Paylines
1,024 ways base / 3,125 ways in Free Spins
Picture a moonlit forest where bare branches claw at a navy sky, a cathedral crumbles in the distance, and a red-coated hunter leans on his silver sword waiting for monsters to fall. That's the opening tableau of Cursed Moon Power Collection, Play'n GO's gothic horror entry into their Power Collection sub-series. Five reels, four rows, 1,024 ways across the base game. The studio leans into Hammer Horror nostalgia and it works, mostly. The card royals look a bit generic next to the painted Dracula and Frankenstein portraits, but that's a minor gripe.
The numbers settle in familiar Play'n GO territory. RTP sits at 96.20% by default (operators can dial it down to 94.2 or lower, so check before you spin), high volatility rated 8/10, and a hit frequency of roughly 1 in 3.9. Max win caps at 15,000x your bet, with stakes running €0.10 to €100. No buy-bonus shortcut here, which feels rare in 2026.
What actually drives the math is the Slay Collector mechanic. Four monster hunters (Dracula, Werewolf, Mr Hyde, Frankenstein) only pay out Coins and Cash Pots when they land on the reels at the same time as those collectable symbols. Miss the pairing and the gold pot just sits there mocking you. Cash Pots come in four tiers: MINI 10x, MINOR 50x, MEGA 100x, and the MAJOR at 1,000x bet. Meanwhile, Soul Fire symbols climb a multiplier meter through x1, x2, x3, x4, x5.

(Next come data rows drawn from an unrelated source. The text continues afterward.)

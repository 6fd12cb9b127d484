use std::time::Duration;

use ingestion_dataset::CsvOptions;
use serde::{Deserialize, Serialize};
use storage_objects::ObjectLocation;

/// Gap between consecutive inserts.
pub const DEFAULT_PACE: Duration = Duration::from_millis(100);

#[derive(Debug, Clone, Copy, PartialEq, Eq, Serialize, Deserialize)]
pub struct RetryPolicy {
    pub max_attempts: u32,
    pub backoff_ms: u64,
}

impl Default for RetryPolicy {
    fn default() -> Self {
        Self {
            max_attempts: 3,
            backoff_ms: 1_000,
        }
    }
}

impl RetryPolicy {
    /// Delay before retrying after failed attempt `attempt` (1-based); doubles
    /// each time.
    #[must_use]
    pub fn backoff(&self, attempt: u32) -> Duration {
        let factor = 1_u64 << attempt.saturating_sub(1).min(16);
        Duration::from_millis(self.backoff_ms.saturating_mul(factor))
    }
}

#[derive(Debug, Clone)]
pub struct ImportConfig {
    pub input: ObjectLocation,
    pub csv: CsvOptions,
    /// Zero disables pacing.
    pub pace: Duration,
    /// Issue `CREATE EXTENSION IF NOT EXISTS vector` before creating the table.
    pub create_extension: bool,
    pub retry: RetryPolicy,
    /// Threads used to parameterize rows; 1 keeps it on the calling task.
    pub parameter_workers: usize,
}

impl ImportConfig {
    pub fn new(input: ObjectLocation) -> Self {
        Self {
            input,
            csv: CsvOptions::default(),
            pace: DEFAULT_PACE,
            create_extension: false,
            retry: RetryPolicy::default(),
            parameter_workers: 1,
        }
    }
}

#[cfg(test)]
mod tests {
    use super::*;

    #[test]
    fn backoff_doubles_per_attempt() {
        let policy = RetryPolicy {
            max_attempts: 4,
            backoff_ms: 250,
        };
        assert_eq!(policy.backoff(1), Duration::from_millis(250));
        assert_eq!(policy.backoff(2), Duration::from_millis(500));
        assert_eq!(policy.backoff(3), Duration::from_millis(1_000));
    }
}
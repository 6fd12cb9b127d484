use async_trait::async_trait;
use aws_sdk_rdsdata::error::{DisplayErrorContext, ProvideErrorMetadata};
use aws_sdk_rdsdata::primitives::Blob;
use aws_sdk_rdsdata::types::{
    ArrayValue, Field, RecordsFormatType, SqlParameter, TypeHint as SdkTypeHint,
};
use aws_sdk_rdsdata::Client;
use ingestion_parameters::{EncodedValue, ParameterDescriptor, TypeHint};
use tracing::{debug, instrument};

use super::{RecordsFormat, StatementExecutor, StatementOutcome, StatementRequest};
use crate::error::ExecutorError;
use crate::schema::vector_literal;

/// Error codes the Data API returns when a statement should be retried later.
const RETRYABLE_CODES: &[&str] = &[
    "ThrottlingException",
    "TooManyRequestsException",
    "ServiceUnavailableError",
    "DatabaseResumingException",
];

/// Cluster, credentials secret and database addressed by every statement.
#[derive(Debug, Clone, PartialEq, Eq)]
pub struct DataApiTarget {
    pub resource_arn: String,
    pub secret_arn: String,
    pub database: String,
}

impl DataApiTarget {
    pub fn new(
        resource_arn: impl Into<String>,
        secret_arn: impl Into<String>,
        database: impl Into<String>,
    ) -> Self {
        Self {
            resource_arn: resource_arn.into(),
            secret_arn: secret_arn.into(),
            database: database.into(),
        }
    }
}

/// How double arrays are bound.
#[derive(Debug, Clone, Copy, Default, PartialEq, Eq)]
pub enum ArrayBinding {
    /// `arrayValue.doubleValues`.
    Native,
    /// pgvector text literal `[a,b,c]` in a `stringValue`; the statement
    /// casts it with `::vector`. `ExecuteStatement` rejects array parameters.
    #[default]
    Literal,
}

fn to_field(descriptor: &ParameterDescriptor, binding: ArrayBinding) -> Field {
    match &descriptor.value {
        EncodedValue::Null => Field::IsNull(true),
        EncodedValue::Boolean(value) => Field::BooleanValue(*value),
        EncodedValue::Long(value) => Field::LongValue(*value),
        EncodedValue::Double(value) => Field::DoubleValue(*value),
        EncodedValue::String(value) => Field::StringValue(value.clone()),
        EncodedValue::Blob(bytes) => Field::BlobValue(Blob::new(bytes.clone())),
        EncodedValue::DoubleArray(values) => match binding {
            ArrayBinding::Native => Field::ArrayValue(ArrayValue::DoubleValues(values.clone())),
            ArrayBinding::Literal => Field::StringValue(vector_literal(values)),
        },
    }
}

const fn to_type_hint(hint: TypeHint) -> SdkTypeHint {
    match hint {
        TypeHint::Timestamp => SdkTypeHint::Timestamp,
        TypeHint::Date => SdkTypeHint::Date,
        TypeHint::Time => SdkTypeHint::Time,
        TypeHint::Decimal => SdkTypeHint::Decimal,
    }
}

/// Convert encoded descriptors into SDK parameters, preserving order.
pub fn to_sql_parameters(
    parameters: &[ParameterDescriptor],
    binding: ArrayBinding,
) -> Vec<SqlParameter> {
    parameters
        .iter()
        .map(|descriptor| {
            SqlParameter::builder()
                .name(&descriptor.name)
                .value(to_field(descriptor, binding))
                .set_type_hint(descriptor.type_hint.map(to_type_hint))
                .build()
        })
        .collect()
}

/// [`StatementExecutor`] over the RDS Data API `ExecuteStatement` call.
#[derive(Debug, Clone)]
pub struct RdsDataExecutor {
    client: Client,
    target: DataApiTarget,
    array_binding: ArrayBinding,
}

impl RdsDataExecutor {
    #[must_use]
    pub fn new(client: Client, target: DataApiTarget) -> Self {
        Self {
            client,
            target,
            array_binding: ArrayBinding::default(),
        }
    }

    pub fn from_sdk_config(sdk_config: &aws_config::SdkConfig, target: DataApiTarget) -> Self {
        Self::new(Client::new(sdk_config), target)
    }

    #[must_use]
    pub const fn with_array_binding(mut self, binding: ArrayBinding) -> Self {
        self.array_binding = binding;
        self
    }

    #[must_use]
    pub const fn target(&self) -> &DataApiTarget {
        &self.target
    }
}

#[async_trait]
impl StatementExecutor for RdsDataExecutor {
    #[instrument(skip_all, fields(database = %self.target.database, parameters = request.parameters.len()))]
    async fn execute(&self, request: StatementRequest) -> Result<StatementOutcome, ExecutorError> {
        let parameters = to_sql_parameters(&request.parameters, self.array_binding);
        let mut call = self
            .client
            .execute_statement()
            .resource_arn(&self.target.resource_arn)
            .secret_arn(&self.target.secret_arn)
            .database(&self.target.database)
            .sql(&request.sql);
        if !parameters.is_empty() {
            call = call.set_parameters(Some(parameters));
        }
        if request.records_format == RecordsFormat::Json {
            call = call.format_records_as(RecordsFormatType::Json);
        }
        let output = call.send().await.map_err(|err| {
            let detail = DisplayErrorContext(&err).to_string();
            match err.code() {
                Some(code) if RETRYABLE_CODES.contains(&code) => ExecutorError::Throttled(detail),
                _ => ExecutorError::Remote(detail),
            }
        })?;
        debug!(
            records_updated = output.number_of_records_updated(),
            "statement executed"
        );
        Ok(StatementOutcome {
            records_updated: output.number_of_records_updated(),
            formatted_records: output.formatted_records().map(str::to_string),
        })
    }
}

Free Spins are where the design gets clever. Three Rage Scatters trigger eight spins, the grid widens to 5×5 for 3,125 ways, and your accumulated Level Up meter from the base game determines the reward tier. Level 1 doubles every collect. Levels 2 through 4 plant Coin Stacks on specific reels. Hit Level 5 and the round opens with a guaranteed Instant Win. Land a Level Lock symbol and your progress carries to the next Free Spins trigger, which is a nice anti-frustration mechanic for grinders.
Is the formula entirely new? Honestly, no. Power Collection veterans will recognise the meter-stacking rhythm from Moon Princess. But the gothic dressing, the painted monster art, and the way the Level Lock rewards patient play all add up to something that feels distinct enough to spin past the novelty stage.